Follow this order (see contributing/adding-a-skill.md § "Complete Template" for a starting point):

  1. Title and intro - one sentence explaining what the skill covers and which cx commands it uses
  2. CLI Commands table - | Command | Purpose | Key flags | for every subcommand. Include -o json/-o agents and -p <profile> notes.
  3. Workflow / Investigation steps - numbered steps an agent should follow. Start with discovery, end with verification.
  4. Key Principles - 4-6 bullet points: use -o json with jq, multi-profile behavior, always verify, etc.
  5. Additional Resources - links to references/ files and related skills

Style guidelines

  • Write for an AI agent - be explicit about what to run and in what order
  • Use code blocks for every CLI invocation
  • Include realistic examples with actual flag values, not placeholders
  • Show jq filtering examples when the command supports -o json
  • Keep SKILL.md under ~200 lines; move dense material to references/

Step 3: Add Reference Files and Update README

Follow contributing/adding-a-skill.md § "Reference Files" for when and how to create references/ files, and § "Updating skills/README.md" for adding the skill to the public catalog.
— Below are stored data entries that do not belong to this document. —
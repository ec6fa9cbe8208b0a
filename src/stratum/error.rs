//! Pool connection errors.

use std::io;
use thiserror::Error;

/// Errors from the pool connection.
#[derive(Debug, Error)]
pub enum StratumError {
    /// The pool closed the connection, or it is otherwise gone.
    #[error("pool connection closed")]
    Disconnected,

    /// No response arrived within the I/O timeout during the handshake.
    #[error("pool response timed out")]
    Timeout,

    /// A message arrived that could not be interpreted.
    #[error("malformed pool message: {0}")]
    InvalidMessage(String),

    /// The subscribe exchange failed.
    #[error("subscribe failed: {0}")]
    SubscribeFailed(String),

    /// Shutdown was requested while waiting on the pool.
    #[error("shutdown requested")]
    Shutdown,

    /// Underlying socket error.
    #[error("socket error: {0}")]
    Io(#[from] io::Error),
}

pub type StratumResult<T> = Result<T, StratumError>;
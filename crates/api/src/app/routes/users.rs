use std::sync::Arc;

use axum::{
    extract::{rejection::JsonRejection, Extension, Path, Query},
    http::StatusCode,
    response::IntoResponse,
    routing::{get, post},
    Json, Router,
};

use splitledger_core::UserId;

use crate::app::services::AppServices;
use crate::app::{dto, errors};

pub fn router() -> Router {
    Router::new()
        .route("/", post(create_user))
        .route("/by-email", get(get_user_by_email))
        .route("/:id", get(get_user))
}

pub async fn create_user(
    Extension(services): Extension<Arc<AppServices>>,
    body: Result<Json<dto::CreateUserRequest>, JsonRejection>,
) -> axum::response::Response {
    let Json(body) = match body {
        Ok(b) => b,
        Err(rejection) => return errors::json_error(rejection.status(), "invalid_body", rejection.body_text()),
    };

    match services.expenses.create_user(&body.name, &body.email).await {
        Ok(user) => (StatusCode::CREATED, Json(dto::user_to_json(user))).into_response(),
        Err(e) => errors::service_error_to_response(e),
    }
}

pub async fn get_user(
    Extension(services): Extension<Arc<AppServices>>,
    Path(id): Path<String>,
) -> axum::response::Response {
    let id: UserId = match id.parse() {
        Ok(v) => v,
        Err(e) => return errors::json_error(StatusCode::BAD_REQUEST, "invalid_id", format!("{e}")),
    };

    match services.expenses.get_user(id).await {
        Ok(user) => (StatusCode::OK, Json(dto::user_to_json(user))).into_response(),
        Err(e) => errors::service_error_to_response(e),
    }
}

pub async fn get_user_by_email(
    Extension(services): Extension<Arc<AppServices>>,
    Query(query): Query<dto::EmailQuery>,
) -> axum::response::Response {
    match services.expenses.get_user_by_email(&query.email).await {
        Ok(user) => (StatusCode::OK, Json(dto::user_to_json(user))).into_response(),
        Err(e) => errors::service_error_to_response(e),
    }
}
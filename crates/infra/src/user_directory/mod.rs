//! User storage: registration and email / id lookups.

pub mod in_memory;
pub mod postgres;
pub mod r#trait;

pub use in_memory::InMemoryUserDirectory;
pub use postgres::PostgresUserDirectory;
pub use r#trait::UserDirectory;
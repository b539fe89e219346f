//! `splitledger-core`: domain foundation building blocks.
//!
//! This crate contains **pure domain** primitives (no infrastructure concerns):
//! identifiers, fixed-point money, and the shared domain error model.

pub mod entity;
pub mod error;
pub mod id;
pub mod money;
pub mod value_object;

pub use entity::Entity;
pub use error::{DomainError, DomainResult};
pub use id::{ExpenseId, SplitId, UserId};
pub use money::{round2, Money, Percentage};
pub use value_object::ValueObject;
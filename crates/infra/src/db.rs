//! Postgres connection pool and schema bootstrap.

use sqlx::postgres::PgPoolOptions;
use sqlx::PgPool;
use tracing::instrument;

use crate::error::{map_sqlx_error, StoreError};

const SCHEMA: &str = include_str!("../schema.sql");

/// Open a connection pool against `database_url`.
#[instrument(skip(database_url), err)]
pub async fn connect(database_url: &str, max_connections: u32) -> Result<PgPool, StoreError> {
    PgPoolOptions::new()
        .max_connections(max_connections)
        .connect(database_url)
        .await
        .map_err(|e| map_sqlx_error("connect", e))
}

/// Create the tables if they do not exist yet. Idempotent.
#[instrument(skip(pool), err)]
pub async fn ensure_schema(pool: &PgPool) -> Result<(), StoreError> {
    sqlx::raw_sql(SCHEMA)
        .execute(pool)
        .await
        .map_err(|e| map_sqlx_error("ensure_schema", e))?;
    tracing::info!("database schema ensured");
    Ok(())
}
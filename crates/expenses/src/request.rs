//! Inbound expense requests: validation and email → user resolution.

use std::collections::{BTreeSet, HashMap, HashSet};

use serde::{Deserialize, Serialize};

use splitledger_core::{DomainError, DomainResult, Money, Percentage, UserId};

use crate::expense::{NewExpense, SplitMethod};
use crate::split::ParticipantShare;
use crate::user::normalize_email;

/// A split request as submitted by a client, with participants named by email.
#[derive(Debug, Clone, PartialEq, Serialize, Deserialize)]
pub struct ExpenseRequest {
    pub description: String,
    #[serde(default)]
    pub tag: Option<String>,
    pub total_amount: Money,
    pub created_by_email: String,
    pub split_method: String,
    pub participants: Vec<ParticipantRequest>,
}

#[derive(Debug, Clone, PartialEq, Serialize, Deserialize)]
pub struct ParticipantRequest {
    pub email: String,
    #[serde(default)]
    pub amount_paid: Money,
    #[serde(default)]
    pub percentage: Option<f64>,
    #[serde(default)]
    pub amount_owed: Option<Money>,
}

/// A request with every email resolved, ready for the split strategies.
#[derive(Debug, Clone, PartialEq, Eq)]
pub struct ResolvedExpense {
    pub expense: NewExpense,
    pub method: SplitMethod,
    pub participants: Vec<ParticipantShare>,
}

impl ExpenseRequest {
    /// Shape checks that need no lookups. Returns the parsed split method.
    pub fn validate(&self) -> DomainResult<SplitMethod> {
        if self.description.trim().is_empty() {
            return Err(DomainError::validation("description is required"));
        }
        if !self.total_amount.is_positive() {
            return Err(DomainError::validation(format!(
                "total amount must be positive, got {}",
                self.total_amount
            )));
        }
        let creator = normalize_email(&self.created_by_email);
        if creator.is_empty() {
            return Err(DomainError::validation("created_by email is required"));
        }
        if self.split_method.trim().is_empty() {
            return Err(DomainError::validation("split method is required"));
        }
        let method: SplitMethod = self.split_method.parse()?;

        if self.participants.is_empty() {
            return Err(DomainError::validation("at least one participant is required"));
        }

        let mut seen = HashSet::with_capacity(self.participants.len());
        for participant in &self.participants {
            let email = normalize_email(&participant.email);
            if email.is_empty() {
                return Err(DomainError::validation("participant email is required"));
            }
            if !seen.insert(email.clone()) {
                return Err(DomainError::validation(format!(
                    "duplicate participant email: {email}"
                )));
            }
            if participant.amount_paid.is_negative() {
                return Err(DomainError::validation(format!(
                    "amount paid by {email} must not be negative"
                )));
            }
            match method {
                SplitMethod::Equal => {}
                SplitMethod::Percentage => match participant.percentage {
                    None => {
                        return Err(DomainError::validation(format!(
                            "percentage split requires a percentage for {email}"
                        )));
                    }
                    Some(pct) if !pct.is_finite() || pct < 0.0 => {
                        return Err(DomainError::validation(format!(
                            "percentage for {email} must not be negative"
                        )));
                    }
                    Some(pct) => {
                        Percentage::from_f64(pct)?;
                    }
                },
                SplitMethod::Manual => match participant.amount_owed {
                    None => {
                        return Err(DomainError::validation(format!(
                            "manual split requires an amount owed for {email}"
                        )));
                    }
                    Some(owed) if owed.is_negative() => {
                        return Err(DomainError::validation(format!(
                            "amount owed by {email} must not be negative"
                        )));
                    }
                    Some(_) => {}
                },
            }
        }

        if !seen.contains(&creator) {
            return Err(DomainError::validation(format!(
                "creator {creator} must be one of the participants"
            )));
        }

        Ok(method)
    }

    /// Every email the request mentions, normalized, creator included.
    pub fn emails(&self) -> BTreeSet<String> {
        std::iter::once(&self.created_by_email)
            .chain(self.participants.iter().map(|p| &p.email))
            .map(|email| normalize_email(email))
            .collect()
    }

    /// Validate, then swap emails for user ids using `directory` (keyed by normalized email).
    pub fn resolve(&self, directory: &HashMap<String, UserId>) -> DomainResult<ResolvedExpense> {
        let method = self.validate()?;

        let creator_email = normalize_email(&self.created_by_email);
        let created_by = *directory.get(&creator_email).ok_or_else(|| {
            DomainError::validation(format!("created_by user not found: {creator_email}"))
        })?;

        let participants = self
            .participants
            .iter()
            .map(|p| {
                let email = normalize_email(&p.email);
                let user_id = *directory.get(&email).ok_or_else(|| {
                    DomainError::validation(format!("participant not found: {email}"))
                })?;

                let mut share = ParticipantShare::paying(user_id, p.amount_paid);
                if method == SplitMethod::Percentage {
                    if let Some(pct) = p.percentage {
                        share = share.with_percentage(Percentage::from_f64(pct)?);
                    }
                }
                if method == SplitMethod::Manual {
                    if let Some(owed) = p.amount_owed {
                        share = share.with_amount_owed(owed);
                    }
                }
                Ok(share)
            })
            .collect::<DomainResult<Vec<_>>>()?;

        let expense = NewExpense::new(&self.description, self.tag.clone(), self.total_amount, created_by)?;

        Ok(ResolvedExpense {
            expense,
            method,
            participants,
        })
    }
}

#[cfg(test)]
mod tests {
    use super::*;

    fn participant(email: &str, paid: f64) -> ParticipantRequest {
        ParticipantRequest {
            email: email.to_string(),
            amount_paid: Money::from_f64(paid).unwrap(),
            percentage: None,
            amount_owed: None,
        }
    }

    fn dinner(method: &str, participants: Vec<ParticipantRequest>) -> ExpenseRequest {
        ExpenseRequest {
            description: "Dinner".to_string(),
            tag: Some("food".to_string()),
            total_amount: Money::from_cents(9000),
            created_by_email: "alice@example.com".to_string(),
            split_method: method.to_string(),
            participants,
        }
    }

    fn directory() -> HashMap<String, UserId> {
        HashMap::from([
            ("alice@example.com".to_string(), UserId::new(1)),
            ("bob@example.com".to_string(), UserId::new(2)),
        ])
    }

    fn validation_message(err: DomainError) -> String {
        match err {
            DomainError::Validation(msg) => msg,
            other => panic!("expected a validation error, got {other:?}"),
        }
    }

    #[test]
    fn resolves_emails_case_insensitively() {
        let request = dinner(
            "equal",
            vec![participant(" Alice@Example.com", 90.0), participant("BOB@example.com", 0.0)],
        );

        let resolved = request.resolve(&directory()).unwrap();
        assert_eq!(resolved.method, SplitMethod::Equal);
        assert_eq!(resolved.expense.created_by, UserId::new(1));
        assert_eq!(resolved.expense.tag.as_deref(), Some("food"));
        assert_eq!(
            resolved.participants.iter().map(|p| p.user_id.get()).collect::<Vec<_>>(),
            vec![1, 2]
        );
    }

    #[test]
    fn emails_include_the_creator_once() {
        let request = dinner(
            "equal",
            vec![participant("alice@example.com", 90.0), participant("bob@example.com", 0.0)],
        );
        let emails = request.emails().into_iter().collect::<Vec<_>>();
        assert_eq!(emails, vec!["alice@example.com", "bob@example.com"]);
    }

    #[test]
    fn unknown_split_method_is_rejected() {
        let request = dinner("shares", vec![participant("alice@example.com", 90.0)]);
        assert_eq!(validation_message(request.validate().unwrap_err()), "invalid split method: shares");
    }

    #[test]
    fn creator_must_participate() {
        let request = dinner("equal", vec![participant("bob@example.com", 90.0)]);
        let msg = validation_message(request.validate().unwrap_err());
        assert!(msg.contains("must be one of the participants"), "{msg}");
    }

    #[test]
    fn duplicate_participants_are_rejected_after_normalization() {
        let request = dinner(
            "equal",
            vec![participant("alice@example.com", 90.0), participant("ALICE@example.com", 0.0)],
        );
        let msg = validation_message(request.validate().unwrap_err());
        assert!(msg.starts_with("duplicate participant email"), "{msg}");
    }

    #[test]
    fn percentage_method_needs_percentages() {
        let request = dinner(
            "percentage",
            vec![participant("alice@example.com", 90.0), participant("bob@example.com", 0.0)],
        );
        assert!(request.validate().is_err());
    }

    #[test]
    fn percentages_finer_than_hundredths_are_rejected_not_rounded() {
        let mut alice = participant("alice@example.com", 100.0);
        alice.percentage = Some(50.004);
        let mut bob = participant("bob@example.com", 0.0);
        bob.percentage = Some(50.0);
        let mut request = dinner("percentage", vec![alice, bob]);
        request.total_amount = Money::from_cents(10_000);

        let msg = validation_message(request.validate().unwrap_err());
        assert_eq!(msg, "percentage 50.004 has more than two decimal places");
        assert!(request.resolve(&directory()).is_err());

        request.participants[0].percentage = Some(50.0);
        assert_eq!(request.validate().unwrap(), SplitMethod::Percentage);
    }

    #[test]
    fn manual_method_rejects_negative_owed() {
        let mut alice = participant("alice@example.com", 90.0);
        alice.amount_owed = Some(Money::from_cents(-100));
        let request = dinner("manual", vec![alice]);
        assert!(request.validate().is_err());
    }

    #[test]
    fn unknown_emails_name_the_missing_user() {
        let request = dinner(
            "equal",
            vec![participant("alice@example.com", 90.0), participant("carol@example.com", 0.0)],
        );
        let msg = validation_message(request.resolve(&directory()).unwrap_err());
        assert_eq!(msg, "participant not found: carol@example.com");

        let mut request = dinner("equal", vec![participant("dave@example.com", 90.0)]);
        request.created_by_email = "dave@example.com".to_string();
        let msg = validation_message(request.resolve(&directory()).unwrap_err());
        assert_eq!(msg, "created_by user not found: dave@example.com");
    }

    #[test]
    fn deserializes_with_defaults() {
        let request: ExpenseRequest = serde_json::from_str(
            r#"{
                "description": "Taxi",
                "total_amount": 30.0,
                "created_by_email": "alice@example.com",
                "split_method": "manual",
                "participants": [
                    {"email": "alice@example.com", "amount_paid": 30.0, "amount_owed": 10.0},
                    {"email": "bob@example.com", "amount_owed": 20.0}
                ]
            }"#,
        )
        .unwrap();

        assert_eq!(request.tag, None);
        assert_eq!(request.participants[1].amount_paid, Money::ZERO);
        assert_eq!(request.validate().unwrap(), SplitMethod::Manual);
    }
}
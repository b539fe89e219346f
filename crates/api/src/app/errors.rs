use axum::http::StatusCode;
use axum::response::IntoResponse;
use serde_json::json;

use splitledger_infra::ServiceError;

pub fn service_error_to_response(err: ServiceError) -> axum::response::Response {
    match err {
        ServiceError::Validation(msg) => json_error(StatusCode::BAD_REQUEST, "validation_error", msg),
        ServiceError::Invariant(msg) => {
            json_error(StatusCode::UNPROCESSABLE_ENTITY, "invariant_violation", msg)
        }
        ServiceError::NotFound(msg) => json_error(StatusCode::NOT_FOUND, "not_found", msg),
        ServiceError::Conflict(msg) => json_error(StatusCode::CONFLICT, "conflict", msg),
        ServiceError::Storage(msg) => {
            // Storage details stay in the logs.
            tracing::error!(error = %msg, "storage failure");
            json_error(StatusCode::INTERNAL_SERVER_ERROR, "storage_error", "internal storage error")
        }
    }
}

pub fn json_error(
    status: StatusCode,
    code: &'static str,
    message: impl Into<String>,
) -> axum::response::Response {
    (
        status,
        axum::Json(json!({
            "error": code,
            "message": message.into(),
        })),
    )
        .into_response()
}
Shared vs. skill-local references

Before creating a new reference file, check whether the content is language-level or telemetry-pillar material:

  • Language guides (DataPrime syntax, PromQL guidelines) → skills/shared/
  • Telemetry-pillar how-tos (logs querying, spans querying, metrics workflow, RUM) → skills/shared/
  • Skill-specific schemas or templates (alert JSON schemas, dashboard widget templates) → skills/cx-your-domain/references/

If your skill needs a file from skills/shared/:

  1. Add your skill and file list to scripts/sync-shared-references.sh
  2. Run bash scripts/sync-shared-references.sh — it copies the file(s) into your references/
  3. Commit the sync script change and the generated references/ copies together

If you're adding a new shared reference:

  1. Create it in skills/shared/
  2. Register it in the sync script for all consuming skills
  3. Run the script to generate copies, then commit everything

Step 4: Verify

  1. Frontmatter - name matches directory, description has 10+ trigger phrases, version is 0.1.0
  2. Body completeness - has CLI Commands table, workflow steps, key principles, and additional resources (if references exist)
  3. Reference links - any references/ paths in SKILL.md point to files that actually exist
  4. README updated - skills/README.md has the new row
  5. No bloat - SKILL.md doesn't duplicate >100 lines of material that belongs in references/
  6. Shared references synced - if the skill uses files from skills/shared/, confirm bash scripts/sync-shared-references.sh was run and the generated references/ copies are committed
  7. Agent readability - would an AI agent know exactly what to do after reading this skill? If not, add missing steps or examples

For advanced trigger optimization, use the /skill-creator skill to run eval-driven description testing and iterate on your trigger phrases.

Use the PR checklist from contributing/adding-a-skill.md § "PR Checklist" in your PR description.